- REQUIRED WORK:
What follows is a set of records. Repeat every one of them exactly.

[Dataset records]
★ ★ ★ ★ ★ ★ ★

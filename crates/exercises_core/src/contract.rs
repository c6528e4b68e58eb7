use std::collections::BTreeMap;
use std::time::Duration;

use async_trait::async_trait;
use serde::{Deserialize, Serialize};
use serde_json::Value;

use crate::error::HandlerError;

pub const JSON_CONTENT_TYPE: &str = "application/json";

/// Host-supplied metadata for a single invocation.
#[derive(Debug, Clone, Serialize, Deserialize, PartialEq, Eq)]
pub struct InvocationContext {
    pub request_id: String,
    pub function_name: String,
    /// Deadline as epoch milliseconds.
    pub deadline_ms: u64,
}

impl InvocationContext {
    /// Context for invocations that do not come from a hosting runtime.
    pub fn local() -> Self {
        Self {
            request_id: "local-request".to_string(),
            function_name: "local-function".to_string(),
            deadline_ms: u64::MAX,
        }
    }

    pub fn remaining(&self, now_ms: u64) -> Duration {
        Duration::from_millis(self.deadline_ms.saturating_sub(now_ms))
    }
}

/// Response shape expected by an API Gateway proxy integration.
#[derive(Debug, Clone, Serialize, Deserialize, PartialEq, Eq)]
pub struct ApiGatewayResponse {
    #[serde(rename = "statusCode")]
    pub status_code: u16,
    pub headers: BTreeMap<String, String>,
    pub body: String,
}

impl ApiGatewayResponse {
    pub fn json(status_code: u16, body: impl Into<String>) -> Self {
        let mut headers = BTreeMap::new();
        headers.insert("Content-Type".to_string(), JSON_CONTENT_TYPE.to_string());
        Self {
            status_code,
            headers,
            body: body.into(),
        }
    }

    pub fn into_value(self) -> Result<Value, HandlerError> {
        Ok(serde_json::to_value(self)?)
    }
}

/// The single calling convention shared by every exercise.
///
/// A hosting runtime hands over the raw event and an [`InvocationContext`];
/// the handler answers with any JSON value or fails with a [`HandlerError`],
/// which the runtime reports as an invocation error.
#[async_trait]
pub trait Handler: Send + Sync {
    fn name(&self) -> &'static str;

    async fn invoke(
        &self,
        event: Value,
        context: &InvocationContext,
    ) -> Result<Value, HandlerError>;
}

★ ★ ★ ★ ★ ★ ★

- FINAL ANSWER:
filename crates/exercises_core/src/contract.rs
repository c6528e4b68e58eb7
use std::collections::BTreeMap;
use std::time::Duration;

use async_trait::async_trait;
use serde::{Deserialize, Serialize};
use serde_json::Value;

use crate::error::HandlerError;

pub const JSON_CONTENT_TYPE: &str = "application/json";

/// Host-supplied metadata for a single invocation.
#[derive(Debug, Clone, Serialize, Deserialize, PartialEq, Eq)]
pub struct InvocationContext {
    pub request_id: String,
    pub function_name: String,
    /// Deadline as epoch milliseconds.
    pub deadline_ms: u64,
}

impl InvocationContext {
    /// Context for invocations that do not come from a hosting runtime.
    pub fn local() -> Self {
        Self {
            request_id: "local-request".to_string(),
            function_name: "local-function".to_string(),
            deadline_ms: u64::MAX,
        }
    }

    pub fn remaining(&self, now_ms: u64) -> Duration {
        Duration::from_millis(self.deadline_ms.saturating_sub(now_ms))
    }
}

/// Response shape expected by an API Gateway proxy integration.
#[derive(Debug, Clone, Serialize, Deserialize, PartialEq, Eq)]
pub struct ApiGatewayResponse {
    #[serde(rename = "statusCode")]
    pub status_code: u16,
    pub headers: BTreeMap<String, String>,
    pub body: String,
}

impl ApiGatewayResponse {
    pub fn json(status_code: u16, body: impl Into<String>) -> Self {
        let mut headers = BTreeMap::new();
        headers.insert("Content-Type".to_string(), JSON_CONTENT_TYPE.to_string());
        Self {
            status_code,
            headers,
            body: body.into(),
        }
    }

    pub fn into_value(self) -> Result<Value, HandlerError> {
        Ok(serde_json::to_value(self)?)
    }
}

/// The single calling convention shared by every exercise.
///
/// A hosting runtime hands over the raw event and an [`InvocationContext`];
/// the handler answers with any JSON value or fails with a [`HandlerError`],
/// which the runtime reports as an invocation error.
#[async_trait]
pub trait Handler: Send + Sync {
    fn name(&self) -> &'static str;

    async fn invoke(
        &self,
        event: Value,
        context: &InvocationContext,
    ) -> Result<Value, HandlerError>;
}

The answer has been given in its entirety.